Крафт составил список людей, встречавшихся с пропавшим периодически, и стал их опрашивать. Постепенно сложился облик человека способного, даже яркого, но, что называется, со странностями, с годами, видимо, усиливавшимися. Он жил в этом округе давно, сначала в городе, но лет десять назад купил дом на краю леса. Любил многочасовые уединенные прогулки, уходил далеко в чащу. Зимой его видели редко: последние годы он, видимо, проводил всю зиму в других краях, семьи у него не было, отчета в своих поездках никому не давал. Заметили, что последние годы чудак временами впадал в какое-то умственное оцепенение. Один из знавших его, наиболее старательно отнесшийся к вопросам Крафта, утверждал, что это состояние предшествовало, по его наблюдениям, долгим отлучкам.

Крафт побывал в доме пропавшего и осмотрел его архив. Писем нашлось мало, в основном от женщин. Связи с ними были кратковременны — укладывались в два-три месяца. Крафт не обнаружил чьих-либо писем с угрозами или попытками шантажа. Переписка показывала, что общение с людьми с годами неукоснительно сокращалось — это подтвердили и расспросы. Собственных рукописей пропавшего нашлось немного — главным образом курс по электротехнике, в разных вариантах. Но отдельные листки, не имевшие никакого отношения к электротехнике, Крафт находил то на ночной тумбочке, то на кухонном столе. Это был повторяющийся рисунок — окружность с концентрическими кольцами внутри, и столбики цифр рядом. На некоторых листках обнаружились строки, похожие на строчки стихов, — так, по крайней мере, определил их Крафт. Это были черновые наброски — с зачеркиваниями, заменами слов — стихов о природе, к которым он уже успел присмотреться у известных авторов. То общее свойство таких стихов, которое Крафт все силился уловить и никак не мог, выступало здесь довольно ярко, но тоже не поддавалось определению.
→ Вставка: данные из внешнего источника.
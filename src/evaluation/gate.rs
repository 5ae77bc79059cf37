use super::*;

pub const PREFILTER_MIN_MICRO: f64 = 0.80;
pub const PREFILTER_MIN_TAG: f64 = 0.75;
pub const PREFILTER_MAX_REGRESSION: f64 = 0.02;

pub const GATE_MIN_MICRO_ENV: &str = "DOCRANK_GATE_MIN_MICRO";
pub const GATE_MIN_TAG_ENV: &str = "DOCRANK_GATE_MIN_TAG";
pub const GATE_MAX_REGRESSION_ENV: &str = "DOCRANK_GATE_MAX_REGRESSION";

const RATE_EPSILON: f64 = 1e-9;

#[derive(Debug, Clone, Copy, PartialEq, Serialize)]
pub struct GateFloors {
    pub min_micro: f64,
    pub min_tag: f64,
    pub max_regression: f64,
}

impl Default for GateFloors {
    fn default() -> Self {
        Self {
            min_micro: PREFILTER_MIN_MICRO,
            min_tag: PREFILTER_MIN_TAG,
            max_regression: PREFILTER_MAX_REGRESSION,
        }
    }
}

#[derive(Debug, Clone, Copy, PartialEq, Eq, Serialize)]
#[serde(rename_all = "snake_case")]
pub enum GateRule {
    MicroFloor,
    TagFloor,
    Regression,
}

#[derive(Debug, Clone, PartialEq, Serialize)]
pub struct GateReason {
    pub rule: GateRule,
    #[serde(skip_serializing_if = "Option::is_none")]
    pub tag: Option<String>,
    pub observed: f64,
    pub threshold: f64,
    pub message: String,
}

#[derive(Debug, Clone, PartialEq, Serialize)]
pub struct GateVerdict {
    pub pass: bool,
    pub reasons: Vec<GateReason>,
}

/// Checks `result` against the absolute floors and, when a baseline is
/// given, the allowed micro regression. Every violated rule is reported.
pub fn gate(result: &EvaluationResult, floors: &GateFloors, baseline: Option<&EvaluationResult>) -> GateVerdict {
    let mut reasons = Vec::<GateReason>::new();

    if result.micro + RATE_EPSILON < floors.min_micro {
        reasons.push(GateReason {
            rule: GateRule::MicroFloor,
            tag: None,
            observed: result.micro,
            threshold: floors.min_micro,
            message: format!(
                "micro hit rate {:.4} is below floor {:.4}",
                result.micro, floors.min_micro
            ),
        });
    }

    for (tag, rate) in &result.per_tag {
        if rate + RATE_EPSILON < floors.min_tag {
            reasons.push(GateReason {
                rule: GateRule::TagFloor,
                tag: Some(tag.clone()),
                observed: *rate,
                threshold: floors.min_tag,
                message: format!(
                    "tag `{tag}` hit rate {rate:.4} is below floor {:.4}",
                    floors.min_tag
                ),
            });
        }
    }

    if let Some(baseline) = baseline {
        let drop = baseline.micro - result.micro;
        if drop > floors.max_regression + RATE_EPSILON {
            reasons.push(GateReason {
                rule: GateRule::Regression,
                tag: None,
                observed: drop,
                threshold: floors.max_regression,
                message: format!(
                    "micro dropped {drop:.4} from baseline {:.4} (allowed {:.4})",
                    baseline.micro, floors.max_regression
                ),
            });
        }
    }

    GateVerdict {
        pass: reasons.is_empty(),
        reasons,
    }
}

/// Floors from the environment, falling back to the built-in defaults.
pub fn resolve_gate_floors() -> GateFloors {
    GateFloors {
        min_micro: parse_rate(std::env::var(GATE_MIN_MICRO_ENV).ok().as_deref(), PREFILTER_MIN_MICRO),
        min_tag: parse_rate(std::env::var(GATE_MIN_TAG_ENV).ok().as_deref(), PREFILTER_MIN_TAG),
        max_regression: parse_rate(
            std::env::var(GATE_MAX_REGRESSION_ENV).ok().as_deref(),
            PREFILTER_MAX_REGRESSION,
        ),
    }
}

pub fn parse_rate(value: Option<&str>, default: f64) -> f64 {
    value
        .and_then(|value| value.trim().parse::<f64>().ok())
        .filter(|rate| rate.is_finite() && (0.0..=1.0).contains(rate))
        .unwrap_or(default)
}
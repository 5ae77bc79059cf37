use std::collections::hash_map::DefaultHasher;
use std::hash::{Hash, Hasher};

use crate::util::condense_whitespace;

/// Deterministic feature-hashing embedder used when an evaluation case carries
/// no precomputed query vector. Stored chunk vectors must come from the same
/// hashing scheme for the cosine scores to be meaningful.
pub fn embed_text_local(payload: &str, dimensions: usize) -> Vec<f32> {
    let dims = dimensions.max(8);
    let mut vector = vec![0_f32; dims];
    let tokens = tokenize_payload(payload);

    if tokens.is_empty() {
        return vector;
    }

    for token in tokens {
        let hash = stable_hash(&token);
        let index = (hash as usize) % dims;
        let sign = if (hash >> 63) & 1 == 0 { 1.0 } else { -1.0 };
        let weight = 1.0 + (((hash >> 48) & 0xFF) as f32 / 255.0);
        vector[index] += sign * weight;
    }

    normalize_vector(&mut vector);
    vector
}

pub fn cosine_similarity(left: &[f32], right: &[f32]) -> f64 {
    if left.len() != right.len() || left.is_empty() {
        return 0.0;
    }

    let mut dot = 0.0_f64;
    let mut left_norm = 0.0_f64;
    let mut right_norm = 0.0_f64;
    for (left_value, right_value) in left.iter().zip(right.iter()) {
        let l = f64::from(*left_value);
        let r = f64::from(*right_value);
        dot += l * r;
        left_norm += l * l;
        right_norm += r * r;
    }

    if left_norm <= 0.0 || right_norm <= 0.0 {
        return 0.0;
    }
    dot / (left_norm.sqrt() * right_norm.sqrt())
}

#[cfg(test)]
pub fn encode_embedding_blob(values: &[f32]) -> Vec<u8> {
    let mut out = Vec::<u8>::with_capacity(values.len() * 4);
    for value in values {
        out.extend_from_slice(&value.to_le_bytes());
    }
    out
}

pub fn decode_embedding_blob(blob: &[u8], expected_dim: usize) -> Option<Vec<f32>> {
    if expected_dim == 0 || blob.len() != expected_dim.saturating_mul(4) {
        return None;
    }

    let out = blob
        .chunks_exact(4)
        .map(|chunk| f32::from_le_bytes([chunk[0], chunk[1], chunk[2], chunk[3]]))
        .collect::<Vec<f32>>();

    if out.len() == expected_dim {
        Some(out)
    } else {
        None
    }
}

fn stable_hash(value: &str) -> u64 {
    let mut hasher = DefaultHasher::new();
    value.hash(&mut hasher);
    hasher.finish()
}

fn tokenize_payload(payload: &str) -> Vec<String> {
    let normalized = condense_whitespace(payload);
    if normalized.is_empty() {
        return Vec::new();
    }

    let words = normalized
        .split(' ')
        .map(|value| {
            value
                .chars()
                .filter(|character| character.is_ascii_alphanumeric())
                .collect::<String>()
                .to_ascii_lowercase()
        })
        .filter(|value| !value.is_empty())
        .collect::<Vec<String>>();

    let mut features = Vec::<String>::with_capacity(words.len() * 2);
    for (index, word) in words.iter().enumerate() {
        features.push(format!("w:{word}"));
        if let Some(next) = words.get(index + 1) {
            features.push(format!("b:{word}_{next}"));
        }
    }
    features
}

fn normalize_vector(values: &mut [f32]) {
    let squared_norm = values
        .iter()
        .map(|value| f64::from(*value) * f64::from(*value))
        .sum::<f64>();

    if squared_norm <= 0.0 {
        return;
    }

    let norm = squared_norm.sqrt() as f32;
    for value in values {
        *value /= norm;
    }
}
use super::*;

pub const CONFIG_VERSION: u32 = 1;
pub const DEFAULT_SHORTLIST: usize = 40;
pub const DEFAULT_TOPK: usize = 10;

/// Top-level keys of the artifact that are not tag overrides.
pub const RESERVED_KEYS: [&str; 5] = ["version", "default", "limits", "adjacency", "rerank"];

#[derive(Debug, Clone, Copy, PartialEq, Serialize, Deserialize)]
#[serde(default)]
pub struct WeightVector {
    pub w_path: f64,
    pub w_short: f64,
    pub w_title: f64,
    pub w_bm25: f64,
    pub w_vec: f64,
    pub adjacency_db: bool,
    pub per_file_cap: u32,
}

impl Default for WeightVector {
    fn default() -> Self {
        Self {
            w_path: 0.6,
            w_short: 0.8,
            w_title: 0.5,
            w_bm25: 1.0,
            w_vec: 1.0,
            adjacency_db: true,
            per_file_cap: 2,
        }
    }
}

impl WeightVector {
    fn named_weights(&self) -> [(&'static str, f64); 5] {
        [
            ("w_path", self.w_path),
            ("w_short", self.w_short),
            ("w_title", self.w_title),
            ("w_bm25", self.w_bm25),
            ("w_vec", self.w_vec),
        ]
    }
}

/// Partial weight block. Unset fields inherit from whatever it is merged onto.
#[derive(Debug, Clone, Default, PartialEq, Serialize, Deserialize)]
#[serde(deny_unknown_fields)]
pub struct WeightPatch {
    #[serde(default, skip_serializing_if = "Option::is_none")]
    pub w_path: Option<f64>,
    #[serde(default, skip_serializing_if = "Option::is_none")]
    pub w_short: Option<f64>,
    #[serde(default, skip_serializing_if = "Option::is_none")]
    pub w_title: Option<f64>,
    #[serde(default, skip_serializing_if = "Option::is_none")]
    pub w_bm25: Option<f64>,
    #[serde(default, skip_serializing_if = "Option::is_none")]
    pub w_vec: Option<f64>,
    #[serde(default, skip_serializing_if = "Option::is_none")]
    pub adjacency_db: Option<bool>,
    #[serde(default, skip_serializing_if = "Option::is_none")]
    pub per_file_cap: Option<u32>,
}

impl WeightPatch {
    pub fn is_empty(&self) -> bool {
        *self == Self::default()
    }

    pub fn apply_to(&self, base: WeightVector) -> WeightVector {
        WeightVector {
            w_path: self.w_path.unwrap_or(base.w_path),
            w_short: self.w_short.unwrap_or(base.w_short),
            w_title: self.w_title.unwrap_or(base.w_title),
            w_bm25: self.w_bm25.unwrap_or(base.w_bm25),
            w_vec: self.w_vec.unwrap_or(base.w_vec),
            adjacency_db: self.adjacency_db.unwrap_or(base.adjacency_db),
            per_file_cap: self.per_file_cap.unwrap_or(base.per_file_cap),
        }
    }

    /// Fields set in `newer` replace this patch's fields.
    pub fn merged(&self, newer: &WeightPatch) -> WeightPatch {
        WeightPatch {
            w_path: newer.w_path.or(self.w_path),
            w_short: newer.w_short.or(self.w_short),
            w_title: newer.w_title.or(self.w_title),
            w_bm25: newer.w_bm25.or(self.w_bm25),
            w_vec: newer.w_vec.or(self.w_vec),
            adjacency_db: newer.adjacency_db.or(self.adjacency_db),
            per_file_cap: newer.per_file_cap.or(self.per_file_cap),
        }
    }

    fn named_weights(&self) -> [(&'static str, Option<f64>); 5] {
        [
            ("w_path", self.w_path),
            ("w_short", self.w_short),
            ("w_title", self.w_title),
            ("w_bm25", self.w_bm25),
            ("w_vec", self.w_vec),
        ]
    }
}

#[derive(Debug, Clone, Copy, PartialEq, Eq, Serialize, Deserialize)]
#[serde(default)]
pub struct LimitSpec {
    pub shortlist: usize,
    pub topk: usize,
}

impl Default for LimitSpec {
    fn default() -> Self {
        Self {
            shortlist: DEFAULT_SHORTLIST,
            topk: DEFAULT_TOPK,
        }
    }
}

#[derive(Debug, Clone, Copy, Default, PartialEq, Eq, Serialize, Deserialize)]
#[serde(deny_unknown_fields)]
pub struct LimitPatch {
    #[serde(default, skip_serializing_if = "Option::is_none")]
    pub shortlist: Option<usize>,
    #[serde(default, skip_serializing_if = "Option::is_none")]
    pub topk: Option<usize>,
}

#[derive(Debug, Clone, Default, PartialEq, Serialize, Deserialize)]
pub struct LimitsBlock {
    #[serde(default)]
    pub default: LimitSpec,
    #[serde(flatten)]
    pub tags: BTreeMap<String, LimitPatch>,
}

/// Locality prior applied by the retrieval engine when `adjacency_db` is on.
#[derive(Debug, Clone, Copy, PartialEq, Serialize, Deserialize)]
#[serde(default)]
pub struct AdjacencyPolicy {
    pub boost: f64,
    pub radius: u32,
    pub decay: f64,
}

impl Default for AdjacencyPolicy {
    fn default() -> Self {
        Self {
            boost: 0.15,
            radius: 1,
            decay: 0.5,
        }
    }
}

#[derive(Debug, Clone, Copy, PartialEq, Serialize, Deserialize)]
#[serde(default)]
pub struct RerankSettings {
    pub alpha: f64,
    pub per_source_penalty: f64,
}

impl Default for RerankSettings {
    fn default() -> Self {
        Self {
            alpha: 0.7,
            per_source_penalty: 0.5,
        }
    }
}

/// The whole configuration artifact: a default weight block plus tag-named
/// partial overrides that merge on top of it.
#[derive(Debug, Clone, PartialEq, Serialize, Deserialize)]
pub struct RankingConfig {
    #[serde(default = "default_version")]
    pub version: u32,
    #[serde(default)]
    pub default: WeightVector,
    #[serde(default)]
    pub limits: LimitsBlock,
    #[serde(default)]
    pub adjacency: AdjacencyPolicy,
    #[serde(default)]
    pub rerank: RerankSettings,
    #[serde(flatten)]
    pub overrides: BTreeMap<String, WeightPatch>,
}

fn default_version() -> u32 {
    CONFIG_VERSION
}

impl Default for RankingConfig {
    fn default() -> Self {
        Self {
            version: CONFIG_VERSION,
            default: WeightVector::default(),
            limits: LimitsBlock::default(),
            adjacency: AdjacencyPolicy::default(),
            rerank: RerankSettings::default(),
            overrides: BTreeMap::new(),
        }
    }
}

impl RankingConfig {
    pub fn resolve_weights(&self, tag: Option<&str>) -> WeightVector {
        match tag.and_then(|tag| self.overrides.get(tag.trim())) {
            Some(patch) => patch.apply_to(self.default),
            None => self.default,
        }
    }

    pub fn resolve_limits(&self, tag: Option<&str>) -> LimitSpec {
        let base = self.limits.default;
        match tag.and_then(|tag| self.limits.tags.get(tag.trim())) {
            Some(patch) => LimitSpec {
                shortlist: patch.shortlist.unwrap_or(base.shortlist),
                topk: patch.topk.unwrap_or(base.topk),
            },
            None => base,
        }
    }

    /// Tags carrying a weight or limit override of their own.
    pub fn tuned_tags(&self) -> BTreeSet<String> {
        self.overrides
            .keys()
            .chain(self.limits.tags.keys())
            .cloned()
            .collect()
    }

    /// Returns a copy with `patch` merged into the default block, or into
    /// the `tag` override block when a tag is given. Other tags are untouched.
    pub fn with_patch(&self, tag: Option<&str>, patch: &WeightPatch) -> RankingConfig {
        let mut next = self.clone();
        match tag.map(str::trim).filter(|tag| !tag.is_empty()) {
            Some(tag) => {
                let merged = next
                    .overrides
                    .get(tag)
                    .map(|existing| existing.merged(patch))
                    .unwrap_or_else(|| patch.clone());
                next.overrides.insert(tag.to_string(), merged);
            }
            None => next.default = patch.apply_to(next.default),
        }
        next
    }

    pub fn validation_errors(&self) -> Vec<String> {
        let mut errors = Vec::<String>::new();

        for (name, value) in self.default.named_weights() {
            if !value.is_finite() || value < 0.0 {
                errors.push(format!("default.{name} must be a non-negative number (got {value})"));
            }
        }
        if self.default.per_file_cap == 0 {
            errors.push("default.per_file_cap must be at least 1".to_string());
        }

        for (tag, patch) in &self.overrides {
            if RESERVED_KEYS.contains(&tag.as_str()) {
                errors.push(format!("`{tag}` is reserved and cannot name a tag override"));
            }
            for (name, value) in patch.named_weights() {
                if let Some(value) = value
                    && (!value.is_finite() || value < 0.0)
                {
                    errors.push(format!("{tag}.{name} must be a non-negative number (got {value})"));
                }
            }
            if patch.per_file_cap == Some(0) {
                errors.push(format!("{tag}.per_file_cap must be at least 1"));
            }
        }

        let default_limits = self.limits.default;
        if default_limits.shortlist == 0 || default_limits.topk == 0 {
            errors.push("limits.default shortlist and topk must be at least 1".to_string());
        }
        for (tag, patch) in &self.limits.tags {
            if patch.shortlist == Some(0) || patch.topk == Some(0) {
                errors.push(format!("limits.{tag} shortlist and topk must be at least 1"));
            }
        }

        let adjacency = self.adjacency;
        if !adjacency.boost.is_finite() || adjacency.boost < 0.0 {
            errors.push(format!("adjacency.boost must be a non-negative number (got {})", adjacency.boost));
        }
        if !(0.0..=1.0).contains(&adjacency.decay) {
            errors.push(format!("adjacency.decay must be within [0, 1] (got {})", adjacency.decay));
        }

        let rerank = self.rerank;
        if !(0.0..=1.0).contains(&rerank.alpha) {
            errors.push(format!("rerank.alpha must be within [0, 1] (got {})", rerank.alpha));
        }
        if !rerank.per_source_penalty.is_finite() || rerank.per_source_penalty < 0.0 {
            errors.push(format!(
                "rerank.per_source_penalty must be a non-negative number (got {})",
                rerank.per_source_penalty
            ));
        }

        errors
    }
}

pub trait WeightsProvider: Sync {
    fn weights_for(&self, tag: &str) -> WeightVector;
}

pub trait LimitsProvider: Sync {
    fn limits_for(&self, tag: &str) -> LimitSpec;
}

impl WeightsProvider for RankingConfig {
    fn weights_for(&self, tag: &str) -> WeightVector {
        self.resolve_weights(Some(tag))
    }
}

impl LimitsProvider for RankingConfig {
    fn limits_for(&self, tag: &str) -> LimitSpec {
        self.resolve_limits(Some(tag))
    }
}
В порыве милосердия березы
Все покрывают медною листвой.
Приветственное карканье воронье
И дятлов сострадательная дробь.
От тишины осенней не оглохни,
Не опади нечаянно с листвой.

Рядом с последними строками был нарисован березовый крест.

Тут новое событие отвлекло Крафта от изучения архива — из реки выловили охотничье ружье. Осмотр показал, что выстрелы в лесоруба сделаны из него. Но вот что озадачивало — обойма была полная, не хватало лишь одного патрона. И тут житель самого близкого к реке домика на том берегу вспомнил, что слышал одинокий выстрел на рассвете следующего дня после убийства. Что ж, сказал себе Крафт, если этим выстрелом пропавший был убит на берегу и сброшен в реку, тело его всплывет рано или поздно в низовьях, и он об этом узнает. Крафт решил сделать перерыв в расследовании дела, вернулся к своим выпискам из стихотворных сборников и стал понемногу их систематизировать. Постепенно собрался довольно любопытный материал. Люди, писавшие эти стихи, были по-разному ориентированы относительно годичного солнцеоборота. Одни шли с ним более или менее в лад, другие как-то боком. Третьи совершенно определенно двигались против часовой, или, вернее, годовой стрелки — увядали весной, расцветали осенью — только ей из всех времен года радовался уже упоминавшийся, признанный великим русский поэт. Крафт несколько раз перечитал уже читанное им стихотворение и особо отметил уверенность поэта, что осень полезна его здоровью — даже своим «русским холодом». Всякой осенью он всякий раз заново молодеет и в нем кипят желанья. Осень привлекала его точно так, как кого-либо, был уверен поэт, может привлекать обреченная на смерть больная туберкулезом барышня… Как и в первый раз, Крафт, читая об этом, пожимал плечами, но продолжал листать поэтические томики. Одни поэты писали как бы о себе, другие передавали это слишком тесное единение с природой своим героям.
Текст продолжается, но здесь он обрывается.